I Guess They Always Come Back

I’ve never read about anyone getting rid of their demons from PTSD, depression, or addiction. There’s always a constant reminder. There are so many shadows in our mind giving them places to hide.

You know, they say, “the brightest light casts the darkest shadows.” No matter what I do to make my life better, it just makes the demons better at hiding. I lashed out today because the futility of my recovery became apparent.

My world is a disaster. All I want is normal, but I’m not normal, so why should I have anything close to that? I can love more than most men, but I’m unlovable, so why do I think I deserve it?

I’m never going to get better. I’ve changed my thinking so many times in therapy, I don’t even know what thoughts truly belong to me anymore. The pieces of me were so fragile, as I started gathering them up again, they crumbled into smaller pieces.

Am I a family man with southern values? Am I an Airman that had to be a soldier during OIF’s most turbulent time? Am I just a veteran with a broken mind? Maybe I’m still just a Texas kid who never considered joining. I don’t know anymore. I can’t handle it anymore.

Chris Cornell was one of my idols as a teenager. When I heard he died last night, I was devastated. I couldn’t meditate or do my workout this morning because I was numb.

When I heard it was ruled a suicide, it made me realize there was nothing I could do to save myself. He had a loving wife who helped him through his dark times. He had three loving children. He had their support, and the support of millions of lifelong fans.

Still, his past came back full force, and he succumbed.

I have family that I never see. I have three small children that mean the world to me. I have an ex that used to be there for me, but hates me thoroughly. Right now, the only thing keeping me going are the memories of her support and the love for my kids.

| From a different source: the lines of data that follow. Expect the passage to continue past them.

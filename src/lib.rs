//! # Marsel
//!
//! Selects a small set of marker gene families that covers a collection of
//! genomes as evenly as possible, starting from per-ORF gene family
//! annotations.
//!
//! This crate provides both a library and a binary for marker selection.
//!
#![doc = include_str!("../README.md")]

pub mod annotations;
pub mod copies;
pub mod coverage;
pub mod error;
pub mod matrix;
pub mod objective;
pub mod optimizer;
pub mod params;
pub mod pipeline;
pub mod record;
pub mod report;

// Re-export the important structures and functions for library users
pub use annotations::{AnnotationFormat, load_annotations};
pub use copies::filter_copies;
pub use coverage::{CoverageSummary, GenomeVerdict, MinMarkers, genome_verdicts};
pub use error::MarselError;
pub use matrix::OccurrenceMatrix;
pub use objective::{DEFAULT_PSEUDOCOUNT, Exponent};
pub use optimizer::{Optimizer, SelectedMarker, Selection, SelectionStatus, Strategy};
pub use params::{DEFAULT_MARKERS, DEFAULT_THRESHOLD, SelectionParams};
pub use pipeline::{RunSummary, SelectionOutcome, select_markers};
pub use record::AnnotationRecord;
pub use report::MarkerReport;

use anyhow::Result;
use std::path::{Path, PathBuf};
use std::time::Duration;

/// Configuration for a file-driven selection run
pub struct SelectionConfig {
    /// Annotation file, or a list of genome names when `input_dir` is set
    pub input_path: PathBuf,

    /// Directory holding one annotation file per listed genome
    pub input_dir: Option<PathBuf>,

    /// Annotation table layout
    pub format: AnnotationFormat,

    /// Directory receiving `orfs/` and `statistics/`
    pub output_dir: PathBuf,

    /// Path to JSON summary file
    pub summary_path: Option<PathBuf>,

    pub params: SelectionParams,

    /// Suppress progress reporting
    pub quiet: bool,

    /// Number of execution threads (0 = auto)
    pub threads: usize,
}

impl SelectionConfig {
    /// Create a new selection configuration for the given input
    pub fn new<P: AsRef<Path>>(input_path: P) -> Self {
        Self {
            input_path: input_path.as_ref().to_path_buf(),
            input_dir: None,
            format: AnnotationFormat::default(),
            output_dir: PathBuf::from("marsel_output"),
            summary_path: None,
            params: SelectionParams::default(),
            quiet: false,
            threads: 0,
        }
    }

    /// Read `input_path` as a file list resolved against this directory
    pub fn with_input_dir<P: AsRef<Path>>(mut self, input_dir: P) -> Self {
        self.input_dir = Some(input_dir.as_ref().to_path_buf());
        self
    }

    pub fn with_format(mut self, format: AnnotationFormat) -> Self {
        self.format = format;
        self
    }

    /// Set the output directory
    pub fn with_output_dir<P: AsRef<Path>>(mut self, output_dir: P) -> Self {
        self.output_dir = output_dir.as_ref().to_path_buf();
        self
    }

    /// Set the summary path
    pub fn with_summary<P: AsRef<Path>>(mut self, summary_path: P) -> Self {
        self.summary_path = Some(summary_path.as_ref().to_path_buf());
        self
    }

    /// Replace all selection parameters at once
    pub fn with_params(mut self, params: SelectionParams) -> Self {
        self.params = params;
        self
    }

    /// Set the number of markers
    pub fn with_k(mut self, k: usize) -> Self {
        self.params.k = k;
        self
    }

    /// Set the copy filter threshold
    pub fn with_threshold(mut self, threshold: f64) -> Self {
        self.params.threshold = threshold;
        self
    }

    pub fn with_exponent(mut self, exponent: Exponent) -> Self {
        self.params.exponent = exponent;
        self
    }

    pub fn with_min_markers(mut self, min_markers: MinMarkers) -> Self {
        self.params.min_markers = min_markers;
        self
    }

    pub fn with_min_genomes(mut self, min_genomes: usize) -> Self {
        self.params.min_genomes = min_genomes;
        self
    }

    pub fn with_time_budget(mut self, time_budget: Duration) -> Self {
        self.params.time_budget = Some(time_budget);
        self
    }

    pub fn with_strategy(mut self, strategy: Strategy) -> Self {
        self.params.strategy = strategy;
        self
    }

    /// Set quiet mode
    pub fn with_quiet(mut self, quiet: bool) -> Self {
        self.quiet = quiet;
        self
    }

    /// Set the num threads
    pub fn with_threads(mut self, threads: usize) -> Self {
        self.threads = threads;
        self
    }

    /// Execute the selection with this configuration
    pub fn execute(&self) -> Result<RunSummary> {
        pipeline::run(self)
    }
}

I hope it’s enough. It’s not like I’d be missed as much as Chris Cornell.


3 thoughts on “I Guess They Always Come Back”

  1. Consider this: You have this dynamic brain…this intelligence that surpasses many. What IF it’s YOUR brain that possesses the KEY to overcome and conquer PTSD, and help others do the same??


    1. When I see those I idolized succumb to this, it’s hard to imagine I could do any better. Robin Williams’s death hit me very hard, as well.

      Looking at Robin Williams and Chris Cornell, and seeing their immense support from their friends and family, I feel I have no chance against it.

      After reading your comment, I’m starting to believe that no level of support will help. It’s all up to me. Thanks.


      1. Therein lies part of the solution. Generally, our expectations of others are what destroy us and disappoint. We work less on our own selves if we believe others are helping us carry the emotional burden…silently expecting them to “fix” our issues. We can, and should, be our own method of support and healing. Not to say we should go through this alone…we do need others. Just develop an understanding that there will always be individuals who cannot understand what we’re feeling or going through. Understand that many risk unleashing their own tightly controlled demons if they acknowledge the demons in others. But there ARE individuals out there who understand and who don’t judge-it just takes a while to spot them. Keep your eyes open for those folks–they do exist.